Slavik has a not-well-hidden feeling that she is not really good enough a dancer for him
But in real life in 2010, as we see, the feelings that the very Slavic Slavik had for his girlfriend and partner Anna Melnikova were far more complicated than just love. Beneath his darkly urgent need for a girl in his bed, he had a not-well-hidden feeling that he still hadn't found a good enough dancer to help him get to the top spot tenaciously occupied by his past partner and her man.
Which is true, as you see in the documentary’s many laceratingly volatile rehearsal scenes. Slavik is a really wonderful dancer - Anna is merely very beautiful, very competent and well-behaved. Like many a good Russian girl, she wants to be led by her man, but Slavik knows that while he too demands this in life, it is not what dancing is all about. He needs her to explode with sexuality and expressiveness onstage, while being a good little mouse at home, but poor Anna (pictured below) can't make this fantasy happen.

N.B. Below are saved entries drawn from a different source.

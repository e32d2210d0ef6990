//! Build state and the swap engine.
//!
//! A [`BuildState`] is the typed, in-memory view of one session's part
//! selections; a [`BuildSnapshot`] is its id-only wire form. Snapshots are
//! hydrated through a catalog client, and every operation on a build returns
//! a new value.

mod state;
mod swap;

pub use state::{BuildSnapshot, BuildState};
pub use swap::apply_swap;
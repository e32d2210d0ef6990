//! Build compatibility rule engine.
//!
//! This module decides whether the parts in a build work together and
//! explains every violation it finds.
//!
//! # Architecture
//!
//! - **Rules**: a static catalog, one rule per issue type, built at compile time
//! - **Policy**: numeric thresholds and replacement preferences loaded from TOML
//! - **Validation**: build -> sorted issues, with precedence between overlapping rules
//!
//! # Example
//!
//! ```ignore
//! use std::sync::Arc;
//! use rigcheck::compat::{default_policy, Validator};
//!
//! let validator = Validator::new(Arc::new(default_policy()));
//! let report = validator.report(&build);
//!
//! for issue in &report.errors {
//!     println!("{}: {}", issue.issue_type, issue.message);
//! }
//! ```

mod engine;
mod policy;
mod rules;
mod types;

pub use engine::Validator;
pub use policy::{default_policy, load_policy, Policy, ResolverSettings, Thresholds};
pub use rules::{estimated_draw, rule_for, Rule, RULES};
pub use types::*;
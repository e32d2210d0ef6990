use thiserror::Error;

#[derive(Debug, Error, Clone, PartialEq)]
pub enum EngineError {
    /// Malformed or internally inconsistent build snapshot or configuration.
    #[error("Configuration error: {0}")]
    Configuration(String),

    #[error("Catalog unavailable: {0}")]
    CatalogUnavailable(String),

    #[error("Resolution cancelled")]
    Cancelled,

    /// The local search cache could not be read or written.
    #[error("Cache storage error: {0}")]
    Storage(String),
}

impl EngineError {
    /// Stable machine-readable kind for API responses.
    pub fn kind(&self) -> &'static str {
        match self {
            EngineError::Configuration(_) => "configuration_error",
            EngineError::CatalogUnavailable(_) => "catalog_unavailable",
            EngineError::Cancelled => "cancelled",
            EngineError::Storage(_) => "storage_error",
        }
    }
}

pub type EngineResult<T> = Result<T, EngineError>;
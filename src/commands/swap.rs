use std::sync::Arc;

use axum::extract::State;
use axum::Json;
use serde::Deserialize;
use tracing::info;

use crate::build::{apply_swap, BuildSnapshot};
use crate::catalog::types::Category;
use crate::catalog::CatalogClient;
use crate::error::EngineError;

use super::AppState;

#[derive(Debug, Deserialize)]
pub struct SwapRequest {
    pub build_state: BuildSnapshot,
    pub category: String,
    pub component_id: String,
}

/// Put a catalog component into one slot of a build.
///
/// Returns the new build; the caller re-validates when it wants to.
pub async fn swap_component<C: CatalogClient>(
    State(state): State<Arc<AppState<C>>>,
    Json(request): Json<SwapRequest>,
) -> Result<Json<BuildSnapshot>, EngineError> {
    info!("Swapping {} -> {}", request.category, request.component_id);

    let category: Category = request.category.parse()?;
    let build = request.build_state.hydrate(state.catalog()).await?;
    let component = state
        .catalog()
        .fetch(std::slice::from_ref(&request.component_id))
        .await?
        .into_iter()
        .find(|c| c.id == request.component_id)
        .ok_or_else(|| {
            EngineError::Configuration(format!("Unknown component id '{}'", request.component_id))
        })?;

    let swapped = apply_swap(&build, category, component)?;
    Ok(Json(swapped.to_snapshot()))
}

#[cfg(test)]
mod tests {
    use super::*;
    use crate::commands::test_state::state;
    use serde_json::json;

    fn request(category: &str, id: &str) -> SwapRequest {
        serde_json::from_value(json!({
            "build_state": {"parts": {"cpu": "cpu-am5", "motherboard": "mb-lga"}, "storage": ["ssd-1"]},
            "category": category,
            "component_id": id,
        }))
        .unwrap()
    }

    #[tokio::test]
    async fn test_swap_replaces_one_slot() {
        let Json(snapshot) = swap_component(State(state()), Json(request("motherboard", "mb-am5")))
            .await
            .unwrap();
        assert_eq!(snapshot.parts["motherboard"], "mb-am5");
        assert_eq!(snapshot.parts["cpu"], "cpu-am5");
        assert_eq!(snapshot.storage, vec!["ssd-1".to_string()]);
    }

    #[tokio::test]
    async fn test_swap_category_mismatch_rejected() {
        let err = swap_component(State(state()), Json(request("motherboard", "cpu-lga")))
            .await
            .unwrap_err();
        assert!(matches!(err, EngineError::Configuration(_)));
    }

    #[tokio::test]
    async fn test_swap_unknown_component_rejected() {
        let err = swap_component(State(state()), Json(request("cpu", "cpu-404")))
            .await
            .unwrap_err();
        assert!(matches!(err, EngineError::Configuration(_)));
    }

    #[tokio::test]
    async fn test_swap_storage_rejected() {
        let err = swap_component(State(state()), Json(request("storage", "ssd-1")))
            .await
            .unwrap_err();
        assert!(matches!(err, EngineError::Configuration(_)));
    }
}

Directors Andreas Koefoed and Christian Bonke unobtrusively get their cameras up close inside Slavik and Anna’s life, with extremely frank results. Long sequences are tensely filmed in real sound and speaking silences. As with the much tenderer British docu-feature Love Tomorrow, you wince at the almost monastic determination of these travelling dancers.
In dancesport, though, it's sober going on joyless, a mutually competitive round of constant practice nourished only by plates of plain boiled rice. We track them over a year, in hotels that might be anywhere, competitions that might be anywhere, wholly focused on what the mesmerisingly icy Slavik insists is going wrong with their partnership. Neither of them takes much notice of the film-makers, but their coaches are more circumspect, seeing the wider ripples from this kind of candour (subtitles help throughout.)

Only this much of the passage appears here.